*** Opening Provided information ***

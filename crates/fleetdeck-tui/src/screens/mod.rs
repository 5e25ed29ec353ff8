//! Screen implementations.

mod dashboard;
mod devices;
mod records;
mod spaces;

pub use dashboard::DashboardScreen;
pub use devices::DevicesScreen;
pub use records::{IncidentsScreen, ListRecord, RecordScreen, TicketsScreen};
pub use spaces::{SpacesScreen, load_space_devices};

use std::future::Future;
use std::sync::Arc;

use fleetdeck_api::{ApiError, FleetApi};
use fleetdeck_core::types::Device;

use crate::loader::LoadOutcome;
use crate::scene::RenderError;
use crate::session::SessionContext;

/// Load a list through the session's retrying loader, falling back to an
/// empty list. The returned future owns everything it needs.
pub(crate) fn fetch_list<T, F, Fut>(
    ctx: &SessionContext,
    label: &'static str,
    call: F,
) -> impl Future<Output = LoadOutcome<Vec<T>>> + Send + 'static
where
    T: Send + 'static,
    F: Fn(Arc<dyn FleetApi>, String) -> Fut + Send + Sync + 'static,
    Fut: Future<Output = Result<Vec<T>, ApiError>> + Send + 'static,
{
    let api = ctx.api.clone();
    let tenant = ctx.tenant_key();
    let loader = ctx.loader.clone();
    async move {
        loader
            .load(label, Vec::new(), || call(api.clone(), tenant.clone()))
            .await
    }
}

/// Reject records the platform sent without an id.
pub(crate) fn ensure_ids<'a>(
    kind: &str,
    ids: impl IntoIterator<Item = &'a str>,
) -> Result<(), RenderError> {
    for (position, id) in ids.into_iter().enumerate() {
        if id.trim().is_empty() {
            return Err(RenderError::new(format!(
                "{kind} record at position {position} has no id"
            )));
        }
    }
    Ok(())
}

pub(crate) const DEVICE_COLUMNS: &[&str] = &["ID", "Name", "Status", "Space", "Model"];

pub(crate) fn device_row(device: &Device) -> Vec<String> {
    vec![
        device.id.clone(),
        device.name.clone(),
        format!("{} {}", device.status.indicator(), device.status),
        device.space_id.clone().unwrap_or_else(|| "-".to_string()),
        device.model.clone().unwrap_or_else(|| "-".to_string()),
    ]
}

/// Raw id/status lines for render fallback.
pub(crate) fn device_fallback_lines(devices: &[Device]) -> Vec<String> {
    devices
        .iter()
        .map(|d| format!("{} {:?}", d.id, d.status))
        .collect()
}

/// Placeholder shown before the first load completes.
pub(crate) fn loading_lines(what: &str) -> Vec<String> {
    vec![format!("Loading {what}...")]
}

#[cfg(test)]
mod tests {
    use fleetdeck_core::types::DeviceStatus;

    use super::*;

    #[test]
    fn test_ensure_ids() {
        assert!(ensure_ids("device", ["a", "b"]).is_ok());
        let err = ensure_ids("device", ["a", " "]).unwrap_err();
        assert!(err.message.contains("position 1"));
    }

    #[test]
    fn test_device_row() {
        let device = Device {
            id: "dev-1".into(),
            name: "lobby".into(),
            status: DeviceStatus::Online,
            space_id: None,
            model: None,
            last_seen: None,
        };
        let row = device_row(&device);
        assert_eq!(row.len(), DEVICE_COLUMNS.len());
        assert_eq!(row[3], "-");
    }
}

*** Closing Provided information ***
*** Opening Provided information ***

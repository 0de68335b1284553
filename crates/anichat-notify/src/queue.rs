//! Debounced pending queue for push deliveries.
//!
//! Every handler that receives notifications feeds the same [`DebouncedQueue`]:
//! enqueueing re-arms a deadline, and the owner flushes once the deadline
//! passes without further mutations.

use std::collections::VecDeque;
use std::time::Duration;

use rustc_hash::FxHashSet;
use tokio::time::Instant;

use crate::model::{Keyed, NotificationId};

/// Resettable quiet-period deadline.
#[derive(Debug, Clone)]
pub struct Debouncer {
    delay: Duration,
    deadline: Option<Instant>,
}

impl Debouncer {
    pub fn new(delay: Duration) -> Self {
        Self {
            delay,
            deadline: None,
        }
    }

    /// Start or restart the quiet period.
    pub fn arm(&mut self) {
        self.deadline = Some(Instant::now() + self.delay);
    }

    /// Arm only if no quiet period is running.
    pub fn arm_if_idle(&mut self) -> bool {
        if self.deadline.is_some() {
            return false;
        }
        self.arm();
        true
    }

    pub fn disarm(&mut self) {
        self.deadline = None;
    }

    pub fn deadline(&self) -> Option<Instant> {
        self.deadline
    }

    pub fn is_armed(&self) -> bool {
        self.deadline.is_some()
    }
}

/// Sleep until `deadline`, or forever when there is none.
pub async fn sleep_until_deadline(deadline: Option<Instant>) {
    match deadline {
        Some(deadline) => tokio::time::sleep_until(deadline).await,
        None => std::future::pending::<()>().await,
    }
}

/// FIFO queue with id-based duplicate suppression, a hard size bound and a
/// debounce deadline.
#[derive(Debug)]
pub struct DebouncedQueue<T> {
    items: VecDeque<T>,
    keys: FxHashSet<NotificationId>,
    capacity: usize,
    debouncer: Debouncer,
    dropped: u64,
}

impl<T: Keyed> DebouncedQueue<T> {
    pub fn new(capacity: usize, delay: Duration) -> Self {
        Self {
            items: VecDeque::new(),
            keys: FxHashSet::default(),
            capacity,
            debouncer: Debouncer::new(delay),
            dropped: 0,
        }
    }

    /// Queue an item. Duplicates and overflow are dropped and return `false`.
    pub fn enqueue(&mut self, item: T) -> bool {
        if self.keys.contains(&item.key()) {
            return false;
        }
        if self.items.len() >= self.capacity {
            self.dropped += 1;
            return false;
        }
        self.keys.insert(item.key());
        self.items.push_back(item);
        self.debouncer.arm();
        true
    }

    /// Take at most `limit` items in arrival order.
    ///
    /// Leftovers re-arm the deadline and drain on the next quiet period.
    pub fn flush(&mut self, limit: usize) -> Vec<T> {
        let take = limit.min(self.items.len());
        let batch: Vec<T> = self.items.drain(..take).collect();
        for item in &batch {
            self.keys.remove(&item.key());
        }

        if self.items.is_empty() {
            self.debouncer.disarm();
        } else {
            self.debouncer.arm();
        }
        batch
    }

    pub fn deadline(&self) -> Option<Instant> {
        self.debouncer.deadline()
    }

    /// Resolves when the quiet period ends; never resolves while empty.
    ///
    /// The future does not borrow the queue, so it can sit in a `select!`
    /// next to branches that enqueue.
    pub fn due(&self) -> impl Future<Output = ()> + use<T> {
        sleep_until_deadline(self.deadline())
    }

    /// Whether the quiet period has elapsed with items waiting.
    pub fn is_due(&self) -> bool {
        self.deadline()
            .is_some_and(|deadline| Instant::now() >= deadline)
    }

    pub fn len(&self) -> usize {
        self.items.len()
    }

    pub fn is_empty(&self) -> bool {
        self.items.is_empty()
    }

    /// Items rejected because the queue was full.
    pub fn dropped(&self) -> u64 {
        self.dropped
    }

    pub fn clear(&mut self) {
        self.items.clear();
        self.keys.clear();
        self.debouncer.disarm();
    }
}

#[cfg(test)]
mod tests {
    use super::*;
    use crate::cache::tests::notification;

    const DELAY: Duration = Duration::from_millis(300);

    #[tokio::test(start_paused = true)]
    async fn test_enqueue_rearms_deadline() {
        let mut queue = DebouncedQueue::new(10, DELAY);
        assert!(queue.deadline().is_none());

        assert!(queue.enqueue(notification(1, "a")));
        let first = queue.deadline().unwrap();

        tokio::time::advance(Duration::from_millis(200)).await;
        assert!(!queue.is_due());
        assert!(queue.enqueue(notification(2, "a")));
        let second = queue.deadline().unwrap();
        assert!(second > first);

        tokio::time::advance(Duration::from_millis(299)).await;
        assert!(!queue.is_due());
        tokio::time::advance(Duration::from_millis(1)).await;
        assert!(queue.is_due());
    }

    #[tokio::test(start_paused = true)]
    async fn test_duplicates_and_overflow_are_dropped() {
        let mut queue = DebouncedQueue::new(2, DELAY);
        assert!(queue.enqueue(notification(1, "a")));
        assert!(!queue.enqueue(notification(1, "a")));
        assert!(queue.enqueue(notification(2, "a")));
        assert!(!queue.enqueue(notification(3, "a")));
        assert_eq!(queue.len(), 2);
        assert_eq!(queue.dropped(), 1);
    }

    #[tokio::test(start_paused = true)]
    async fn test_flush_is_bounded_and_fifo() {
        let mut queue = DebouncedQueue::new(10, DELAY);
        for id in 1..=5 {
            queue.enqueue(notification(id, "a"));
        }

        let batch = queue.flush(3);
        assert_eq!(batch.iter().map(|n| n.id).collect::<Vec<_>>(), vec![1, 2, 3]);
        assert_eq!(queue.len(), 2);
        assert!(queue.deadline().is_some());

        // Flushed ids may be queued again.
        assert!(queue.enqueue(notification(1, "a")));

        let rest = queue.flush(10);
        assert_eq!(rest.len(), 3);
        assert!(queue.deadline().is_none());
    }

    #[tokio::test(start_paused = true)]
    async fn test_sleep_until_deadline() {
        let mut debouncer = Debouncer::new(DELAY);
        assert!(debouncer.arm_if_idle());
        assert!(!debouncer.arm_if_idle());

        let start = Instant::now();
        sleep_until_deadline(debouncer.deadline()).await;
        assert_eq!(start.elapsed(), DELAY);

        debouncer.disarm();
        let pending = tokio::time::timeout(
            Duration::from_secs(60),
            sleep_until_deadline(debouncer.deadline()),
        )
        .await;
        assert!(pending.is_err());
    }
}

*** Closing Provided information ***
*** Opening Provided information ***

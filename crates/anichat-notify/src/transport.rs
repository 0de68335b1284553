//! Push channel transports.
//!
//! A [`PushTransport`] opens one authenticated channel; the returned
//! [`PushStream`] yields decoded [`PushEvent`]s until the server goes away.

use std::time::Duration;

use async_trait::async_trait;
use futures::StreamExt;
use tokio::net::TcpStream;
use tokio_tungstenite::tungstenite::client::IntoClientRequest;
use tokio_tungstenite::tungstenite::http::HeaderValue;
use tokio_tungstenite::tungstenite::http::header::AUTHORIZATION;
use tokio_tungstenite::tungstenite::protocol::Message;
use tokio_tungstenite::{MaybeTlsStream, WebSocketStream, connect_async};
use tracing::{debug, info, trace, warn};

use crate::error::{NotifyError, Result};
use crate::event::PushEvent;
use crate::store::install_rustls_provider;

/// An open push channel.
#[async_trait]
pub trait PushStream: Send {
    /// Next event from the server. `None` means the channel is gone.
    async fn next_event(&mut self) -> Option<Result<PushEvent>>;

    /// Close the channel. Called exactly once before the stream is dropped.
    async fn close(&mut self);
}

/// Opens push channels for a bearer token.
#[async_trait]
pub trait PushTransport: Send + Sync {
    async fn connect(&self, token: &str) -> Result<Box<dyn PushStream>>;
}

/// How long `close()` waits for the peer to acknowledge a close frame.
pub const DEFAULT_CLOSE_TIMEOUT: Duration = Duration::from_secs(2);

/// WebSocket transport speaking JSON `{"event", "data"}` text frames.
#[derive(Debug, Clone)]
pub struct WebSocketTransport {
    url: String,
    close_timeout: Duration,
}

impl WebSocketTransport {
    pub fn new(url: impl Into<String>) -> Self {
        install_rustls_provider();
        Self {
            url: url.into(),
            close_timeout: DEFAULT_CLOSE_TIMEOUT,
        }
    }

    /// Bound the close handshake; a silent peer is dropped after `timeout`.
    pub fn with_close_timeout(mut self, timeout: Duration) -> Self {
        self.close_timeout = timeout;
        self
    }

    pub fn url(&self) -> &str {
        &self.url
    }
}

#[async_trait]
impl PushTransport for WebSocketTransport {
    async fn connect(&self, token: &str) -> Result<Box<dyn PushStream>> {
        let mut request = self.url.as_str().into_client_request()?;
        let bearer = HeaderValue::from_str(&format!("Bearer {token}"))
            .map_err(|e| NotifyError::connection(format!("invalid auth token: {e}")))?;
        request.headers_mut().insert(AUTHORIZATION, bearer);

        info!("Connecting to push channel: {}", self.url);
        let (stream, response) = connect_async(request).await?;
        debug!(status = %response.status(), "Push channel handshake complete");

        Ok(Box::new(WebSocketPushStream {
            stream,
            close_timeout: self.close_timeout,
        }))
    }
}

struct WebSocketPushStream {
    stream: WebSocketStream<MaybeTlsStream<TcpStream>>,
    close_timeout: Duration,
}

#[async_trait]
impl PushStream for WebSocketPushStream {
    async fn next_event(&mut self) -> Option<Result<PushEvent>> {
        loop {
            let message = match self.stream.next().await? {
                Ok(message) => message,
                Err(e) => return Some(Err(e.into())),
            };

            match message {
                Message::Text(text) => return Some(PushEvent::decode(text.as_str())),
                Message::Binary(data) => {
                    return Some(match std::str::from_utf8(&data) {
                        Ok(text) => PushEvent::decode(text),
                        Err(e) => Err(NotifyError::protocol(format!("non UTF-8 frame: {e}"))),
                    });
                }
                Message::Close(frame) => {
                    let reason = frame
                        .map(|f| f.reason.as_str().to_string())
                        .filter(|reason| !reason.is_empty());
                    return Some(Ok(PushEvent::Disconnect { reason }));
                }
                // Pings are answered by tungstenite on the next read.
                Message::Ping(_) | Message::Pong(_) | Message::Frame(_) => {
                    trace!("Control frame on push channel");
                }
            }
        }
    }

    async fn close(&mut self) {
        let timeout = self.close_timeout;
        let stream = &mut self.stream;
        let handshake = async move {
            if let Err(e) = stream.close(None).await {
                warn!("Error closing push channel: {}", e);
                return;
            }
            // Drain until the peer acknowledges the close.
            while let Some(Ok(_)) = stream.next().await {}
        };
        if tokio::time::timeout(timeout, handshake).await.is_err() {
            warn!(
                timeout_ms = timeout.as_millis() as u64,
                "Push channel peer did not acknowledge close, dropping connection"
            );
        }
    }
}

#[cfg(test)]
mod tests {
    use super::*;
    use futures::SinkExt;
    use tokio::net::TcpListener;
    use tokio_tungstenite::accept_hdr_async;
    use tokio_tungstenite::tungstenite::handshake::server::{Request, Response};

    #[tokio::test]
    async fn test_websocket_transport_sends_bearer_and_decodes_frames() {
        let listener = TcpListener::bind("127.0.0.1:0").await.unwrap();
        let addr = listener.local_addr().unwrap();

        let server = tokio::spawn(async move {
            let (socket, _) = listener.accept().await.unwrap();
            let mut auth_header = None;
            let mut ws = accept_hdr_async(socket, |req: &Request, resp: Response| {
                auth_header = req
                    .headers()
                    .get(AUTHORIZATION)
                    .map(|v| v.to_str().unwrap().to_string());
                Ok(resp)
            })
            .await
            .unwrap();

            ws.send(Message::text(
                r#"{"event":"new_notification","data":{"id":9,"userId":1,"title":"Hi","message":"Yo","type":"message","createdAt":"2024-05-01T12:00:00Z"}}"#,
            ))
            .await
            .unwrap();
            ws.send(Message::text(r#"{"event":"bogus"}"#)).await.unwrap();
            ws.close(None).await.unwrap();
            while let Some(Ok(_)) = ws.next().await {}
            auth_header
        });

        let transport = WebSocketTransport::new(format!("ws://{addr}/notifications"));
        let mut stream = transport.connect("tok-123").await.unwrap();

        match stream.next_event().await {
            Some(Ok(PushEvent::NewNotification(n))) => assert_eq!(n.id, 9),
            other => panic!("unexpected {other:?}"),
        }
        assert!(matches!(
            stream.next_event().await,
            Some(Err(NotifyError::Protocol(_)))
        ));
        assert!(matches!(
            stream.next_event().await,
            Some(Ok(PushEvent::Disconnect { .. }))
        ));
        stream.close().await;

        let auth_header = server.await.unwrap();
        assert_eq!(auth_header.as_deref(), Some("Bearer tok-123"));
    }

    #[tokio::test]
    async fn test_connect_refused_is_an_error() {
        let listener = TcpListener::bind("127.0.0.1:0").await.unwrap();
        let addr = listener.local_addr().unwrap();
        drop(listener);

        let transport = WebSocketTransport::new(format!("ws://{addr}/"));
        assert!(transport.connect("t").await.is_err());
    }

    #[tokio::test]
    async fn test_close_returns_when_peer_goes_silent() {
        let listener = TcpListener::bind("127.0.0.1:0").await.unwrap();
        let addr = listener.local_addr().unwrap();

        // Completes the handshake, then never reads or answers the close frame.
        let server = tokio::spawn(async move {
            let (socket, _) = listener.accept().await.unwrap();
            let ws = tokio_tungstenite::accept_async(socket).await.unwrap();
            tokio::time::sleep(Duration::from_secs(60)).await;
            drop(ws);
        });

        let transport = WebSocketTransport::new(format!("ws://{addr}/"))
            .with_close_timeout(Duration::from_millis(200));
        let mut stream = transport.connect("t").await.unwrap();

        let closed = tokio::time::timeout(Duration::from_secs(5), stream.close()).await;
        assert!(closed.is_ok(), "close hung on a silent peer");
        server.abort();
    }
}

*** Closing Provided information ***

| Your objective |
Lines of the material in which the word "returned" occurs are to be copied out.

| Written answer |
/// empty list. The returned future owns everything it needs.
//! A [`PushTransport`] opens one authenticated channel; the returned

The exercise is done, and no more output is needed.